Dearfield is an extinct town and a historically black majority settlement in Weld County, Colorado, United States. It is 30 mi east of Greeley. The town was formed by Oliver Toussaint Jackson, who desired to create a colony for African American homesteaders. In 1910, Jackson, a successful businessman from Boulder, filed on the homestead that later became the town and began to advertise for "colonists." The name Dearfield was suggested by one of the town's citizens, Dr. J.H.P. Westbrook, who was from Denver. The word dear was chosen as the foundation for the town's name due to the precious value of the land and community to the town's settlers.

The first settlers of Dearfield had great difficulty farming the surrounding pasture and endured several harsh seasons. By 1920, the town had 200 to 300 residents, two churches, a school and restaurant. In 1921, the town's net worth was appraised at $1,075,000.

After the prosperous years of the 1920s, the Great Depression arrived and the town's agricultural success significantly declined. Settlers began to leave Dearfield in order to find better opportunities. By 1940, the town population had decreased to 12. Jackson desperately attempted to spur interest in the town, even offering it for sale. There was little interest in Dearfield. Jackson died on February 18, 1948.

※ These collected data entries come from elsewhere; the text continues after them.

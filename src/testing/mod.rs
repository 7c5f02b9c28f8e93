//! In-memory collaborators and log builders for tests.
//!
//! [`TestChain`], [`TestMetadata`], [`TestPrices`] and [`MemorySink`] stand in
//! for the services in [`crate::service`], recording the requests they serve
//! and optionally failing every call.
//!
//! [`LogBuilder`] and the [`transfer_log`]/[`marker_log`] shortcuts build
//! receipt log trails the way the Golom exchange emits them.
//! [`rpc_log`], [`order_filled_log`] and [`transaction_receipt`] build the
//! raw RPC shapes.
//!

use std::sync::{
    Mutex,
    atomic::{AtomicUsize, Ordering},
};

use alloy::{
    primitives::{Address, B256, Bloom, LogData, TxHash, U256, address},
    rpc::types::{Log, TransactionReceipt},
};
use alloy_sol_types::SolEvent;
use dashmap::DashMap;

use crate::{
    correlate::{ERC721_TRANSFER, GOLOM_MARKER},
    error::ServiceError,
    num::Amount,
    sale::SaleEntity,
    service::{ChainAccessor, MetadataResolver, PriceResolver, Sink},
    types::{BlockInfo, OrderFilled, PriceQuote, Receipt, SymbolMetadata, TransactionLog},
};

/// Golom exchange contract on Ethereum mainnet.
pub const GOLOM_EXCHANGE: Address = address!("0xd29e1fcb07e55eaceb122c63f8e50441c6acedc9");

#[derive(Debug, Default)]
pub struct TestChain {
    receipts: DashMap<TxHash, Receipt>,
    blocks: DashMap<u64, BlockInfo>,
    failure: Option<ServiceError>,
    receipt_requests: AtomicUsize,
}

impl TestChain {
    /// Chain where every lookup fails with `err`.
    pub fn failing(err: ServiceError) -> Self {
        Self {
            failure: Some(err),
            ..Default::default()
        }
    }

    pub fn add_receipt(&self, tx_hash: TxHash, logs: Vec<TransactionLog>) {
        self.receipts.insert(tx_hash, Receipt::new(tx_hash, logs));
    }

    /// Registers an RPC receipt the way [`crate::service::RpcChainAccessor`]
    /// would return it.
    pub fn add_transaction_receipt(&self, receipt: &TransactionReceipt) {
        let receipt = Receipt::from(receipt);
        self.receipts.insert(receipt.tx_hash(), receipt);
    }

    pub fn add_block(&self, number: u64, timestamp: u64) {
        self.blocks.insert(number, BlockInfo::new(number, timestamp));
    }

    pub fn receipt_requests(&self) -> usize {
        self.receipt_requests.load(Ordering::Relaxed)
    }

    fn check(&self) -> Result<(), ServiceError> {
        self.failure.clone().map_or(Ok(()), Err)
    }
}

impl ChainAccessor for TestChain {
    async fn transaction_receipt(&self, tx_hash: TxHash) -> Result<Option<Receipt>, ServiceError> {
        self.receipt_requests.fetch_add(1, Ordering::Relaxed);
        self.check()?;
        Ok(self.receipts.get(&tx_hash).map(|r| r.clone()))
    }

    async fn block(&self, number: u64) -> Result<Option<BlockInfo>, ServiceError> {
        self.check()?;
        Ok(self.blocks.get(&number).map(|b| *b))
    }
}

#[derive(Debug, Default)]
pub struct TestMetadata {
    entries: DashMap<(String, String), SymbolMetadata>,
    failure: Option<ServiceError>,
    calls: AtomicUsize,
}

impl TestMetadata {
    pub fn new() -> Self {
        Self::default()
    }

    pub fn failing(err: ServiceError) -> Self {
        Self {
            failure: Some(err),
            ..Default::default()
        }
    }

    pub fn with(self, symbol: &str, protocol: &str, decimals: u8) -> Self {
        self.entries.insert(
            (symbol.to_string(), protocol.to_string()),
            SymbolMetadata::new(decimals),
        );
        self
    }

    /// Number of lookups served, successful or not.
    pub fn calls(&self) -> usize {
        self.calls.load(Ordering::Relaxed)
    }
}

impl MetadataResolver for TestMetadata {
    async fn symbol(
        &self,
        symbol: &str,
        protocol: &str,
    ) -> Result<Option<SymbolMetadata>, ServiceError> {
        self.calls.fetch_add(1, Ordering::Relaxed);
        if let Some(err) = &self.failure {
            return Err(err.clone());
        }
        Ok(self
            .entries
            .get(&(symbol.to_string(), protocol.to_string()))
            .map(|m| *m))
    }
}

#[derive(Debug)]
pub struct TestPrices {
    quote: Result<Amount, ServiceError>,
    requests: Mutex<Vec<(String, String, u64)>>,
}

impl TestPrices {
    pub fn fixed(price: Amount) -> Self {
        Self {
            quote: Ok(price),
            requests: Mutex::default(),
        }
    }

    pub fn failing(err: ServiceError) -> Self {
        Self {
            quote: Err(err),
            requests: Mutex::default(),
        }
    }

    /// `(symbol, protocol, timestamp)` of every request, in arrival order.
    pub fn requests(&self) -> Vec<(String, String, u64)> {
        self.requests.lock().unwrap().clone()
    }
}

impl PriceResolver for TestPrices {
    async fn price_at(
        &self,
        symbol: &str,
        protocol: &str,
        timestamp: u64,
    ) -> Result<PriceQuote, ServiceError> {
        self.requests
            .lock()
            .unwrap()
            .push((symbol.to_string(), protocol.to_string(), timestamp));
        self.quote.clone().map(PriceQuote::new)
    }
}

#[derive(Debug, Default)]
pub struct MemorySink {
    sales: Mutex<Vec<SaleEntity>>,
    failure: Option<ServiceError>,
}

impl MemorySink {
    pub fn failing(err: ServiceError) -> Self {
        Self {
            sales: Mutex::default(),
            failure: Some(err),
        }
    }

    /// Stored sales, in insertion order.
    pub fn sales(&self) -> Vec<SaleEntity> {
        self.sales.lock().unwrap().clone()
    }
}

impl Sink for MemorySink {
    async fn add(&self, sale: SaleEntity) -> Result<SaleEntity, ServiceError> {
        if let Some(err) = &self.failure {
            return Err(err.clone());
        }
        self.sales.lock().unwrap().push(sale.clone());
        Ok(sale)
    }
}

/// Builder of receipt log entries.
///
/// ```
/// use alloy::primitives::{Address, B256};
/// use nft_sales::testing::LogBuilder;
///
/// let log = LogBuilder::new(Address::ZERO)
///     .topic(B256::repeat_byte(0x01))
///     .build(0);
/// assert_eq!(log.topics().len(), 1);
/// ```
#[derive(Clone, Debug)]
pub struct LogBuilder {
    address: Address,
    topics: Vec<B256>,
}

impl LogBuilder {
    pub fn new(address: Address) -> Self {
        Self {
            address,
            topics: Vec::new(),
        }
    }

    pub fn topic(mut self, topic: B256) -> Self {
        self.topics.push(topic);
        self
    }

    pub fn build(self, index: usize) -> TransactionLog {
        TransactionLog::new(index, self.address, self.topics)
    }
}

/// ERC-721 `Transfer` of `token_id` emitted by `nft`.
pub fn transfer_log(index: usize, nft: Address, token_id: u64) -> TransactionLog {
    LogBuilder::new(nft)
        .topic(ERC721_TRANSFER)
        .topic(B256::left_padding_from(&[0x0a]))
        .topic(B256::left_padding_from(&[0x0b]))
        .topic(B256::from(U256::from(token_id).to_be_bytes::<32>()))
        .build(index)
}

/// Golom internal transfer marker with its three indexed parameters.
pub fn marker_log(index: usize) -> TransactionLog {
    LogBuilder::new(GOLOM_EXCHANGE)
        .topic(GOLOM_MARKER)
        .topic(B256::repeat_byte(0x11))
        .topic(B256::repeat_byte(0x22))
        .topic(B256::repeat_byte(0x33))
        .build(index)
}

/// RPC log as returned by `eth_getLogs`.
pub fn rpc_log(
    emitter: Address,
    block_number: u64,
    tx_hash: TxHash,
    log_index: u64,
    data: LogData,
) -> Log {
    Log {
        inner: alloy::primitives::Log {
            address: emitter,
            data,
        },
        block_number: Some(block_number),
        transaction_hash: Some(tx_hash),
        log_index: Some(log_index),
        ..Default::default()
    }
}

/// `OrderFilled` RPC log as returned by `eth_getLogs`.
pub fn order_filled_log(
    emitter: Address,
    block_number: u64,
    tx_hash: TxHash,
    fill: OrderFilled,
) -> Log {
    rpc_log(emitter, block_number, tx_hash, 0, fill.encode_log_data())
}

/// RPC log carrying only `topics`, e.g. an NFT transfer or a marker.
pub fn topics_log(
    emitter: Address,
    block_number: u64,
    tx_hash: TxHash,
    log_index: u64,
    topics: Vec<B256>,
) -> Log {
    rpc_log(
        emitter,
        block_number,
        tx_hash,
        log_index,
        LogData::new_unchecked(topics, Default::default()),
    )
}

/// Successful EIP-1559 transaction receipt with `logs` in emission order,
/// in the shape `eth_getTransactionReceipt` returns it.
pub fn transaction_receipt(tx_hash: TxHash, block_number: u64, logs: &[Log]) -> TransactionReceipt {
    serde_json::from_value(serde_json::json!({
        "type": "0x2",
        "status": "0x1",
        "cumulativeGasUsed": "0x5208",
        "logs": logs,
        "logsBloom": Bloom::ZERO,
        "transactionHash": tx_hash,
        "transactionIndex": "0x0",
        "blockHash": B256::repeat_byte(0xbb),
        "blockNumber": format!("{block_number:#x}"),
        "gasUsed": "0x5208",
        "effectiveGasPrice": "0x3b9aca00",
        "from": Address::repeat_byte(0x0f),
        "to": GOLOM_EXCHANGE,
        "contractAddress": null,
    }))
    .unwrap()
}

A few buildings remain in Dearfield: a gas station, a diner, and the founder's home. In 1995, the town was listed on the National Register of Historic Places. In 1998, the Black American West Museum in Denver began to make attempts to preserve the town's site. It is a Colorado Registered Historic Landmark. A 2010 monument next to one of the remaining buildings contains information about the history of the site.

A 2001 state historical marker at U.S. Route 85 mile marker 264 near Evans, Colorado, includes a panel with the history of Dearfield.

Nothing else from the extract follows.